> _Task_:
What you return should be the lines of the data containing "AtomicBool", each in full.
++++ Record set ++++
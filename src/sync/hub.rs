// Broadcast transport shared by the tabs of one process

use crate::sync::protocol::{Envelope, SyncMessage};
use crate::sync::tab_id::TabId;
use std::sync::atomic::{AtomicBool, Ordering};
use std::sync::Arc;
use tokio::sync::broadcast;
use tracing::warn;

/// Named channel every tab of a browsing context group connects to
#[derive(Debug, Clone)]
pub struct SyncHub {
    tx: broadcast::Sender<Envelope>,
}

impl SyncHub {
    pub fn new(capacity: usize) -> Self {
        let (tx, _rx) = broadcast::channel(capacity.max(1));
        Self { tx }
    }

    /// Open a port on the channel for one tab
    pub fn connect(&self, tab_id: TabId) -> SyncBus {
        SyncBus {
            sender: BusSender {
                tab_id,
                tx: self.tx.clone(),
                closed: Arc::new(AtomicBool::new(false)),
            },
            rx: self.tx.subscribe(),
        }
    }

    /// Number of open ports
    pub fn port_count(&self) -> usize {
        self.tx.receiver_count()
    }
}

/// Publishing half of a tab's port; cheap to clone into the dispatcher
#[derive(Debug, Clone)]
pub struct BusSender {
    tab_id: TabId,
    tx: broadcast::Sender<Envelope>,
    closed: Arc<AtomicBool>,
}

impl BusSender {
    pub fn tab_id(&self) -> &TabId {
        &self.tab_id
    }

    /// Fire-and-forget publish; a closed port or an empty channel drops the frame
    pub fn publish(&self, message: SyncMessage) {
        if self.closed.load(Ordering::SeqCst) {
            return;
        }
        let _ = self.tx.send(Envelope {
            from: self.tab_id.clone(),
            message,
        });
    }

    pub fn is_closed(&self) -> bool {
        self.closed.load(Ordering::SeqCst)
    }
}

/// One tab's open port: publish plus an ordered stream of every frame,
/// including the tab's own (the election uses its own claim as an ordering
/// marker; everything else filters them out).
#[derive(Debug)]
pub struct SyncBus {
    sender: BusSender,
    rx: broadcast::Receiver<Envelope>,
}

impl SyncBus {
    pub fn sender(&self) -> BusSender {
        self.sender.clone()
    }

    pub fn tab_id(&self) -> &TabId {
        self.sender.tab_id()
    }

    pub fn publish(&self, message: SyncMessage) {
        self.sender.publish(message);
    }

    /// Next frame in channel order, or `None` once the channel is gone
    pub async fn recv(&mut self) -> Option<Envelope> {
        loop {
            match self.rx.recv().await {
                Ok(envelope) => return Some(envelope),
                Err(broadcast::error::RecvError::Lagged(skipped)) => {
                    warn!("⚠️  Tab {} lagged, {} bus frames skipped", self.sender.tab_id, skipped);
                    continue;
                }
                Err(broadcast::error::RecvError::Closed) => return None,
            }
        }
    }

    /// Next frame if one is already queued
    pub fn try_recv(&mut self) -> Option<Envelope> {
        loop {
            match self.rx.try_recv() {
                Ok(envelope) => return Some(envelope),
                Err(broadcast::error::TryRecvError::Lagged(_)) => continue,
                Err(_) => return None,
            }
        }
    }

    /// Close the port. No goodbye frame is sent; peers never learn about it.
    pub fn close(self) {
        self.sender.closed.store(true, Ordering::SeqCst);
    }
}

#[cfg(test)]
mod tests {
    use super::*;

    #[tokio::test]
    async fn test_frames_reach_every_port_in_order() {
        let hub = SyncHub::new(16);
        let a = hub.connect(TabId::from("a"));
        let mut b = hub.connect(TabId::from("b"));

        a.publish(SyncMessage::TabPing { tab_id: TabId::from("a") });
        a.publish(SyncMessage::TabPong { tab_id: TabId::from("a") });

        let first = b.recv().await.unwrap();
        let second = b.recv().await.unwrap();
        assert_eq!(first.from, TabId::from("a"));
        assert!(matches!(first.message, SyncMessage::TabPing { .. }));
        assert!(matches!(second.message, SyncMessage::TabPong { .. }));
    }

    #[tokio::test]
    async fn test_own_frames_are_echoed() {
        let hub = SyncHub::new(16);
        let mut a = hub.connect(TabId::from("a"));
        a.publish(SyncMessage::TabPing { tab_id: TabId::from("a") });
        assert_eq!(a.recv().await.unwrap().from, TabId::from("a"));
    }

    #[test]
    fn test_closed_sender_publishes_nothing() {
        let hub = SyncHub::new(16);
        let a = hub.connect(TabId::from("a"));
        let mut b = hub.connect(TabId::from("b"));
        let sender = a.sender();

        a.close();
        sender.publish(SyncMessage::TabPing { tab_id: TabId::from("a") });

        assert!(sender.is_closed());
        assert!(b.rx.try_recv().is_err());
        assert_eq!(hub.port_count(), 1);
    }
}
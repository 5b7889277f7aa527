//! Application state store
//!
//! One writer per tab: every mutation goes through [`reduce`] inside
//! [`Store::apply`]. Readers hold a [`StateHandle`] (a `watch` receiver) and
//! are woken only when the reducer produced a new state, so a no-op action
//! never wakes anyone.

pub mod reducer;
pub mod dispatcher;
pub mod price_buffer;

pub use reducer::{reduce, Action, AppState, MergeOutcome};
pub use dispatcher::Dispatcher;
pub use price_buffer::PriceBuffer;

use std::sync::Arc;
use tokio::sync::watch;

/// Owner of the canonical state for one tab
#[derive(Debug, Clone)]
pub struct Store {
    tx: Arc<watch::Sender<Arc<AppState>>>,
}

impl Store {
    pub fn new() -> Self {
        let (tx, _rx) = watch::channel(Arc::new(AppState::default()));
        Self { tx: Arc::new(tx) }
    }

    /// Run the reducer; returns whether the state object was replaced
    pub fn apply(&self, action: Action) -> bool {
        self.tx.send_if_modified(|state| {
            let next = reduce(state, action);
            if Arc::ptr_eq(state, &next) {
                false
            } else {
                *state = next;
                true
            }
        })
    }

    pub fn current(&self) -> Arc<AppState> {
        Arc::clone(&self.tx.borrow())
    }

    pub fn handle(&self) -> StateHandle {
        StateHandle {
            rx: self.tx.subscribe(),
        }
    }
}

impl Default for Store {
    fn default() -> Self {
        Self::new()
    }
}

/// Read-only view of a tab's state
#[derive(Debug, Clone)]
pub struct StateHandle {
    rx: watch::Receiver<Arc<AppState>>,
}

impl StateHandle {
    pub fn current(&self) -> Arc<AppState> {
        Arc::clone(&self.rx.borrow())
    }

    /// Wait for the next state replacement; false once the store is gone
    pub async fn changed(&mut self) -> bool {
        self.rx.changed().await.is_ok()
    }

    /// Wait until `predicate` holds for the current state
    pub async fn wait_for<F>(&mut self, mut predicate: F) -> Option<Arc<AppState>>
    where
        F: FnMut(&AppState) -> bool,
    {
        loop {
            let state = Arc::clone(&self.rx.borrow_and_update());
            if predicate(&state) {
                return Some(state);
            }
            if self.rx.changed().await.is_err() {
                return None;
            }
        }
    }
}
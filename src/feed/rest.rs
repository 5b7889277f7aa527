// REST snapshots: market list, global stats, fear/greed index

use crate::config::FeedConfig;
use crate::core::types::{Asset, AssetList, FearGreedData, GlobalData};
use crate::error::{SyncError, SyncResult};
use serde::Deserialize;
use serde_json::Value;
use std::collections::HashMap;
use std::sync::Arc;
use std::time::Duration;
use tracing::{debug, warn};

/// Client for the three polled snapshots.
///
/// Each fetch tries the same-origin proxy first (when configured) and then
/// the public upstream. Both hops run under a single timeout; a timeout or a
/// second failure is returned to the poller, which waits for its next tick.
#[derive(Debug, Clone)]
pub struct MarketApi {
    client: reqwest::Client,
    proxy_base_url: Option<String>,
    upstream_base_url: String,
    fear_greed_url: String,
    markets_per_page: usize,
    timeout: Duration,
}

impl MarketApi {
    pub fn new(config: &FeedConfig) -> Self {
        let proxy = config.proxy_base_url.trim_end_matches('/');
        Self {
            client: reqwest::Client::new(),
            proxy_base_url: (!proxy.is_empty()).then(|| proxy.to_string()),
            upstream_base_url: config.upstream_base_url.trim_end_matches('/').to_string(),
            fear_greed_url: config.fear_greed_url.clone(),
            markets_per_page: config.markets_per_page,
            timeout: Duration::from_millis(config.rest_timeout_ms),
        }
    }

    /// Full market list, ranked by market cap
    pub async fn markets(&self) -> SyncResult<AssetList> {
        let query = [
            ("vs_currency", "usd".to_string()),
            ("order", "market_cap_desc".to_string()),
            ("per_page", self.markets_per_page.to_string()),
            ("page", "1".to_string()),
            ("sparkline", "true".to_string()),
            ("price_change_percentage", "24h,7d,30d".to_string()),
        ];
        let mut urls = Vec::new();
        if let Some(proxy) = &self.proxy_base_url {
            urls.push(format!("{}/coins/markets", proxy));
        }
        urls.push(format!("{}/coins/markets", self.upstream_base_url));

        let body = self.fetch_with_fallback("markets", &urls, &query).await?;
        let rows: Vec<CoinMarket> = serde_json::from_value(body)
            .map_err(|e| SyncError::ApiDecode(format!("markets payload: {}", e)))?;

        Ok(rows.into_iter().map(|row| Arc::new(row.into_asset())).collect())
    }

    pub async fn global(&self) -> SyncResult<GlobalData> {
        let mut urls = Vec::new();
        if let Some(proxy) = &self.proxy_base_url {
            urls.push(format!("{}/global", proxy));
        }
        urls.push(format!("{}/global", self.upstream_base_url));

        let body = self.fetch_with_fallback("global", &urls, &[]).await?;
        let envelope: GlobalEnvelope = serde_json::from_value(body)
            .map_err(|e| SyncError::ApiDecode(format!("global payload: {}", e)))?;

        Ok(envelope.data.into_global())
    }

    pub async fn fear_greed(&self) -> SyncResult<FearGreedData> {
        let mut urls = Vec::new();
        if let Some(proxy) = &self.proxy_base_url {
            urls.push(format!("{}/fng?limit=1", proxy));
        }
        urls.push(self.fear_greed_url.clone());

        let body = self.fetch_with_fallback("fear/greed", &urls, &[]).await?;
        let envelope: FngEnvelope = serde_json::from_value(body)
            .map_err(|e| SyncError::ApiDecode(format!("fear/greed payload: {}", e)))?;

        let entry = envelope
            .data
            .into_iter()
            .next()
            .ok_or_else(|| SyncError::ApiDecode("fear/greed payload has no entries".to_string()))?;
        entry.into_fear_greed()
    }

    async fn fetch_with_fallback(
        &self,
        label: &str,
        urls: &[String],
        query: &[(&str, String)],
    ) -> SyncResult<Value> {
        let chain = async {
            let mut last_error = None;
            for url in urls {
                match self.get_json(url, query).await {
                    Ok(body) => return Ok(body),
                    Err(e) => {
                        warn!("⚠️  {} fetch via {} failed: {}", label, url, e);
                        last_error = Some(e);
                    }
                }
            }
            Err(last_error.unwrap_or_else(|| SyncError::ApiConnection(format!("no endpoint for {}", label))))
        };

        match tokio::time::timeout(self.timeout, chain).await {
            Ok(result) => result,
            Err(_) => Err(SyncError::ApiTimeout(format!(
                "{} fetch exceeded {}ms",
                label,
                self.timeout.as_millis()
            ))),
        }
    }

    async fn get_json(&self, url: &str, query: &[(&str, String)]) -> SyncResult<Value> {
        debug!("GET {}", url);
        let response = self.client.get(url).query(query).send().await?;

        if !response.status().is_success() {
            return Err(SyncError::ApiResponse(format!(
                "HTTP {} from {}",
                response.status().as_u16(),
                url
            )));
        }

        Ok(response.json::<Value>().await?)
    }
}

#[derive(Debug, Default, Deserialize)]
#[serde(default)]
struct CoinMarket {
    id: String,
    symbol: String,
    name: String,
    image: String,
    current_price: Option<f64>,
    market_cap: Option<f64>,
    market_cap_rank: Option<u32>,
    total_volume: Option<f64>,
    high_24h: Option<f64>,
    low_24h: Option<f64>,
    price_change_percentage_24h: Option<f64>,
    price_change_percentage_7d_in_currency: Option<f64>,
    price_change_percentage_30d_in_currency: Option<f64>,
    circulating_supply: Option<f64>,
    total_supply: Option<f64>,
    ath: Option<f64>,
    ath_date: Option<String>,
    last_updated: Option<String>,
    sparkline_in_7d: Option<Sparkline>,
}

#[derive(Debug, Default, Deserialize)]
#[serde(default)]
struct Sparkline {
    price: Vec<f64>,
}

impl CoinMarket {
    fn into_asset(self) -> Asset {
        let price = self.current_price.unwrap_or(0.0);
        Asset {
            id: self.id,
            symbol: self.symbol.to_uppercase(),
            name: self.name,
            price,
            change24h: self.price_change_percentage_24h.unwrap_or(0.0),
            change7d: self.price_change_percentage_7d_in_currency.unwrap_or(0.0),
            change30d: self.price_change_percentage_30d_in_currency.unwrap_or(0.0),
            market_cap: self.market_cap.unwrap_or(0.0),
            volume24h: self.total_volume.unwrap_or(0.0),
            high24h: self.high_24h.unwrap_or(price),
            low24h: self.low_24h.unwrap_or(price),
            circulating_supply: self.circulating_supply.unwrap_or(0.0),
            total_supply: self.total_supply,
            ath: self.ath.unwrap_or(0.0),
            ath_date: self.ath_date.unwrap_or_default(),
            rank: self.market_cap_rank.unwrap_or(0),
            image: self.image,
            sparkline: self.sparkline_in_7d.map(|s| s.price).unwrap_or_default(),
            last_updated: self.last_updated.unwrap_or_default(),
            ..Default::default()
        }
    }
}

#[derive(Debug, Deserialize)]
struct GlobalEnvelope {
    data: GlobalPayload,
}

#[derive(Debug, Default, Deserialize)]
#[serde(default)]
struct GlobalPayload {
    active_cryptocurrencies: u64,
    total_market_cap: HashMap<String, f64>,
    total_volume: HashMap<String, f64>,
    market_cap_percentage: HashMap<String, f64>,
    market_cap_change_percentage_24h_usd: f64,
}

impl GlobalPayload {
    fn into_global(self) -> GlobalData {
        GlobalData {
            total_mcap: self.total_market_cap.get("usd").copied().unwrap_or(0.0),
            total_volume: self.total_volume.get("usd").copied().unwrap_or(0.0),
            btc_dominance: self.market_cap_percentage.get("btc").copied().unwrap_or(0.0),
            eth_dominance: self.market_cap_percentage.get("eth").copied().unwrap_or(0.0),
            active_currencies: self.active_cryptocurrencies,
            mcap_change24h: self.market_cap_change_percentage_24h_usd,
        }
    }
}

#[derive(Debug, Deserialize)]
struct FngEnvelope {
    data: Vec<FngEntry>,
}

#[derive(Debug, Deserialize)]
struct FngEntry {
    value: String,
    value_classification: String,
}

impl FngEntry {
    fn into_fear_greed(self) -> SyncResult<FearGreedData> {
        let value = self
            .value
            .trim()
            .parse::<u8>()
            .map_err(|e| SyncError::ApiDecode(format!("fear/greed value {:?}: {}", self.value, e)))?;
        Ok(FearGreedData {
            value: value.min(100),
            label: self.value_classification,
        })
    }
}

#[cfg(test)]
mod tests {
    use super::*;

    #[test]
    fn test_coin_market_mapping_tolerates_nulls() {
        let row: CoinMarket = serde_json::from_str(
            r#"{"id":"bitcoin","symbol":"btc","name":"Bitcoin","current_price":64000.5,
                "market_cap_rank":1,"high_24h":null,"total_supply":21000000,
                "sparkline_in_7d":{"price":[1.0,2.0]}}"#,
        )
        .unwrap();
        let asset = row.into_asset();

        assert_eq!(asset.symbol, "BTC");
        assert_eq!(asset.symbol_key(), "btcusdt");
        assert_eq!(asset.high24h, 64000.5);
        assert_eq!(asset.total_supply, Some(21_000_000.0));
        assert_eq!(asset.sparkline, vec![1.0, 2.0]);
        assert_eq!(asset.rank, 1);
    }

    #[test]
    fn test_global_mapping() {
        let envelope: GlobalEnvelope = serde_json::from_str(
            r#"{"data":{"active_cryptocurrencies":12000,
                "total_market_cap":{"usd":2.5e12},"total_volume":{"usd":9.0e10},
                "market_cap_percentage":{"btc":52.1,"eth":16.9},
                "market_cap_change_percentage_24h_usd":-0.8}}"#,
        )
        .unwrap();
        let global = envelope.data.into_global();

        assert_eq!(global.active_currencies, 12_000);
        assert_eq!(global.btc_dominance, 52.1);
        assert_eq!(global.mcap_change24h, -0.8);
    }

    #[test]
    fn test_fear_greed_mapping() {
        let entry = FngEntry {
            value: "72".to_string(),
            value_classification: "Greed".to_string(),
        };
        let data = entry.into_fear_greed().unwrap();
        assert_eq!(data.value, 72);
        assert_eq!(data.label, "Greed");
    }
}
++++
> _Task result_:
use std::sync::atomic::{AtomicBool, Ordering};
                closed: Arc::new(AtomicBool::new(false)),
    closed: Arc<AtomicBool>,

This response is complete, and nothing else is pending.